> [WORK REQUIRED] Every line from the beginning of the records below up to the one holding "PC/SC card reader" should be quoted exactly; leave out the rest.

> [AVAILABLE DATA]
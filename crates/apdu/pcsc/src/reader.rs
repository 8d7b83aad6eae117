//! Reader discovery and slot assignment

use cardreader_apdu_core::Slot;
use pcsc::{Context, ReaderState, Scope, State};

use crate::{config::PcscConfig, error::PcscError};

/// Readers with only an NFC interface
const CONTACTLESS_ONLY: [&str; 2] = ["ACR122U", "ACR1251T"];

/// Representation of a PC/SC card reader
#[derive(Debug, Clone, PartialEq, Eq)]
pub struct PcscReader {
    name: String,
    has_card: bool,
    atr: Option<Vec<u8>>,
}

impl PcscReader {
    /// Create a new reader
    pub const fn new(name: String, has_card: bool, atr: Option<Vec<u8>>) -> Self {
        Self {
            name,
            has_card,
            atr,
        }
    }

    /// Reader name
    pub fn name(&self) -> &str {
        &self.name
    }

    /// Whether a card is present in the reader
    pub const fn has_card(&self) -> bool {
        self.has_card
    }

    /// ATR of the card, if present
    pub fn atr(&self) -> Option<&[u8]> {
        self.atr.as_deref()
    }

    fn from_reader_state(reader_state: &ReaderState) -> Self {
        let state = reader_state.event_state();
        let has_card = state.contains(State::PRESENT) && !state.contains(State::EMPTY);
        let atr = has_card.then(|| reader_state.atr().to_vec());

        Self::new(
            reader_state.name().to_string_lossy().into_owned(),
            has_card,
            atr,
        )
    }
}

/// List readers known to PC/SC with their card state
pub fn list_readers() -> Result<Vec<PcscReader>, PcscError> {
    let context = Context::establish(Scope::User)?;
    let names = context.list_readers_owned()?;
    if names.is_empty() {
        return Err(PcscError::NoReadersAvailable);
    }

    let mut states: Vec<_> = names
        .into_iter()
        .map(|name| ReaderState::new(name, State::UNAWARE))
        .collect();
    context.get_status_change(None, &mut states)?;

    Ok(states.iter().map(PcscReader::from_reader_state).collect())
}

/// Reader name serving each slot
#[derive(Debug, Clone, Default, PartialEq, Eq)]
pub struct SlotReaders {
    /// Contact slot reader
    pub contact: Option<String>,
    /// Contactless slot reader
    pub contactless: Option<String>,
}

impl SlotReaders {
    /// Reader name for `slot`
    pub fn get(&self, slot: Slot) -> Option<&str> {
        match slot {
            Slot::Contact => self.contact.as_deref(),
            Slot::Contactless => self.contactless.as_deref(),
        }
    }

    /// Slots with a reader, and their reader names
    pub fn iter(&self) -> impl Iterator<Item = (Slot, &str)> {
        Slot::ALL
            .into_iter()
            .filter_map(|slot| self.get(slot).map(|name| (slot, name)))
    }

    /// Assign the readers whose name contains `address` to slots
    ///
    /// Pinned names in `config` win. Otherwise a reader whose name mentions
    /// `PICC` serves the contactless slot, and so does the single reader of a
    /// contactless-only model; every other reader serves the contact slot.
    pub fn assign(names: &[String], address: &str, config: &PcscConfig) -> Result<Self, PcscError> {
        let mut readers = Self {
            contact: config.contact_reader.clone(),
            contactless: config.contactless_reader.clone(),
        };

        let matching: Vec<&String> = names.iter().filter(|name| name.contains(address)).collect();
        for name in &matching {
            let upper = name.to_ascii_uppercase();
            let contactless = upper.contains("PICC")
                || CONTACTLESS_ONLY.iter().any(|model| upper.contains(model));
            let target = if contactless {
                &mut readers.contactless
            } else {
                &mut readers.contact
            };
            if target.is_none() {
                *target = Some((*name).clone());
            }
        }

        if readers.contact.is_none() && readers.contactless.is_none() {
            return Err(PcscError::ReaderNotFound(address.to_string()));
        }
        Ok(readers)
    }

    /// Name reported to the session, used to resolve the reader model
    pub fn display_name(&self) -> &str {
        self.contact
            .as_deref()
            .or(self.contactless.as_deref())
            .unwrap_or_default()
    }
}
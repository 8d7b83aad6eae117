//! Card presence monitor for PC/SC readers

use std::{
    ffi::CString,
    fmt,
    sync::{
        Arc,
        atomic::{AtomicBool, Ordering},
    },
    thread::{self, JoinHandle},
    time::Duration,
};

use cardreader_apdu_core::{Slot, TransportError};
use cardreader_session::{LinkEvent, LinkEventSender};
use parking_lot::Mutex;
use pcsc::{Context, ReaderState, State};
use tracing::{debug, info, warn};

use crate::{error::PcscError, reader::SlotReaders};

const POLL_INTERVAL: Duration = Duration::from_millis(500);

/// Card presence of one slot as last reported
#[derive(Debug, Clone, PartialEq, Eq)]
pub struct SlotWatch {
    slot: Slot,
    present: bool,
}

impl SlotWatch {
    /// Start watching `slot` with no card reported
    pub const fn new(slot: Slot) -> Self {
        Self {
            slot,
            present: false,
        }
    }

    /// Slot being watched
    pub const fn slot(&self) -> Slot {
        self.slot
    }

    /// Turn a reader state into a link event when card presence changed
    ///
    /// A reader that disappeared reports as a link failure.
    pub fn update(&mut self, state: State) -> Option<LinkEvent> {
        if state.intersects(State::UNKNOWN | State::UNAVAILABLE) {
            return Some(LinkEvent::Failed(TransportError::Connection));
        }

        let present = state.contains(State::PRESENT) && !state.contains(State::MUTE);
        if present == self.present {
            return None;
        }
        self.present = present;
        Some(if present {
            LinkEvent::CardPresent(self.slot)
        } else {
            LinkEvent::CardAbsent(self.slot)
        })
    }
}

/// Background thread reporting card insertion and removal on a reader's slots
pub struct PcscMonitor {
    context: Context,
    running: Arc<AtomicBool>,
    handle: Mutex<Option<JoinHandle<()>>>,
}

impl fmt::Debug for PcscMonitor {
    fn fmt(&self, f: &mut fmt::Formatter<'_>) -> fmt::Result {
        f.debug_struct("PcscMonitor")
            .field("running", &self.is_running())
            .finish_non_exhaustive()
    }
}

impl PcscMonitor {
    /// Start watching the readers of each slot, sending events to `sender`
    pub fn spawn(
        context: Context,
        readers: &SlotReaders,
        sender: LinkEventSender,
    ) -> Result<Self, PcscError> {
        let watched: Vec<(SlotWatch, CString)> = readers
            .iter()
            .map(|(slot, name)| {
                let name =
                    CString::new(name).map_err(|_| PcscError::InvalidReaderName(name.to_string()))?;
                Ok((SlotWatch::new(slot), name))
            })
            .collect::<Result<_, PcscError>>()?;

        let running = Arc::new(AtomicBool::new(true));
        let handle = thread::Builder::new()
            .name("pcsc-monitor".to_string())
            .spawn({
                let context = context.clone();
                let running = Arc::clone(&running);
                move || watch(&context, &running, watched, &sender)
            })
            .map_err(|e| PcscError::Monitor(e.to_string()))?;

        Ok(Self {
            context,
            running,
            handle: Mutex::new(Some(handle)),
        })
    }

    /// Whether the monitor thread is still running
    pub fn is_running(&self) -> bool {
        self.running.load(Ordering::Acquire)
    }

    /// Stop the monitor thread and wait for it to exit
    pub fn stop(&self) {
        self.running.store(false, Ordering::Release);
        if let Err(e) = self.context.cancel() {
            debug!(error = %e, "Failed to cancel status wait");
        }
        if let Some(handle) = self.handle.lock().take() {
            if handle.join().is_err() {
                warn!("Monitor thread panicked");
            }
        }
    }
}

impl Drop for PcscMonitor {
    fn drop(&mut self) {
        self.stop();
    }
}

/// Send `event` to the session, returning whether it was delivered
fn report(sender: &LinkEventSender, event: LinkEvent) -> bool {
    let delivered = sender.send(event).is_ok();
    if !delivered {
        debug!("Link event receiver dropped");
    }
    delivered
}

fn watch(
    context: &Context,
    running: &AtomicBool,
    watched: Vec<(SlotWatch, CString)>,
    sender: &LinkEventSender,
) {
    info!(slots = watched.len(), "Monitoring card presence");
    let (mut watches, names): (Vec<_>, Vec<_>) = watched.into_iter().unzip();
    let mut states: Vec<ReaderState> = names
        .into_iter()
        .map(|name| ReaderState::new(name, State::UNAWARE))
        .collect();

    while running.load(Ordering::Acquire) {
        match context.get_status_change(Some(POLL_INTERVAL), &mut states) {
            Ok(()) => {}
            Err(pcsc::Error::Timeout) => continue,
            Err(pcsc::Error::Cancelled) => break,
            Err(e) => {
                warn!(error = %e, "Status wait failed");
                report(sender, LinkEvent::Failed(PcscError::from(e).into()));
                break;
            }
        }

        for (slot_watch, state) in watches.iter_mut().zip(&mut states) {
            let event_state = state.event_state();
            state.sync_current_state();

            let Some(event) = slot_watch.update(event_state) else {
                continue;
            };
            debug!(slot = %slot_watch.slot(), ?event, "Reader state changed");
            let failed = matches!(event, LinkEvent::Failed(_));
            if !report(sender, event) || failed {
                running.store(false, Ordering::Release);
                break;
            }
        }
    }

    debug!("Monitor stopped");
}

#[cfg(test)]
mod tests {
    use super::*;
    use cardreader_session::link_event_channel;

    #[test]
    fn test_report_after_receiver_dropped() {
        let (tx, rx) = link_event_channel();
        assert!(report(&tx, LinkEvent::CardPresent(Slot::Contact)));
        assert!(matches!(rx.try_recv(), Ok(LinkEvent::CardPresent(Slot::Contact))));

        drop(rx);
        assert!(!report(&tx, LinkEvent::Failed(TransportError::Connection)));
    }

    #[test]
    fn test_slot_watch_transitions() {
        let mut watch = SlotWatch::new(Slot::Contact);
        assert!(watch.update(State::EMPTY).is_none());
        assert!(matches!(
            watch.update(State::PRESENT | State::CHANGED),
            Some(LinkEvent::CardPresent(Slot::Contact))
        ));
        assert!(watch.update(State::PRESENT | State::INUSE).is_none());
        assert!(matches!(
            watch.update(State::EMPTY | State::CHANGED),
            Some(LinkEvent::CardAbsent(Slot::Contact))
        ));
    }

    #[test]
    fn test_slot_watch_mute_and_unplug() {
        let mut watch = SlotWatch::new(Slot::Contactless);
        assert!(watch.update(State::PRESENT | State::MUTE).is_none());
        assert!(matches!(
            watch.update(State::UNAVAILABLE),
            Some(LinkEvent::Failed(TransportError::Connection))
        ));
    }
}
//! Reader sessions
//!
//! A [`DeviceSession`] owns the link to one reader. It tracks the connection
//! state, the card state of each slot, and resolves the reader's
//! [`ReaderModel`] to decide which decoders to try on a presented card.
//! Results flow back to the owner as [`Notification`]s.
#![cfg_attr(not(test), warn(unused_crate_dependencies))]
#![forbid(unsafe_code)]
#![warn(missing_docs, rustdoc::missing_crate_level_docs)]

pub mod callback;
pub mod config;
pub mod device;
pub mod error;
pub mod model;
pub mod policy;

pub use callback::{
    Notification, NotificationReceiver, NotificationSender, ReaderCallback, dispatch_pending,
    notification_channel,
};
pub use config::SessionConfig;
pub use device::{
    DeviceSession, DeviceStatus, Link, LinkClose, LinkEvent, LinkEventReceiver, LinkEventSender,
    LinkOpen, ReaderChannel, link_event_channel,
};
pub use error::{AttemptError, FailedAttempt, FailedAttempts, SessionError};
pub use model::ReaderModel;
pub use policy::{Progress, StepwiseSelection, select_and_decode};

> [SOLUTION TO THIS TASK]
filename crates/apdu/pcsc/src/reader.rs
repository 8d7b83aad6eae117
//! Reader discovery and slot assignment

use cardreader_apdu_core::Slot;
use pcsc::{Context, ReaderState, Scope, State};

use crate::{config::PcscConfig, error::PcscError};

/// Readers with only an NFC interface
const CONTACTLESS_ONLY: [&str; 2] = ["ACR122U", "ACR1251T"];

/// Representation of a PC/SC card reader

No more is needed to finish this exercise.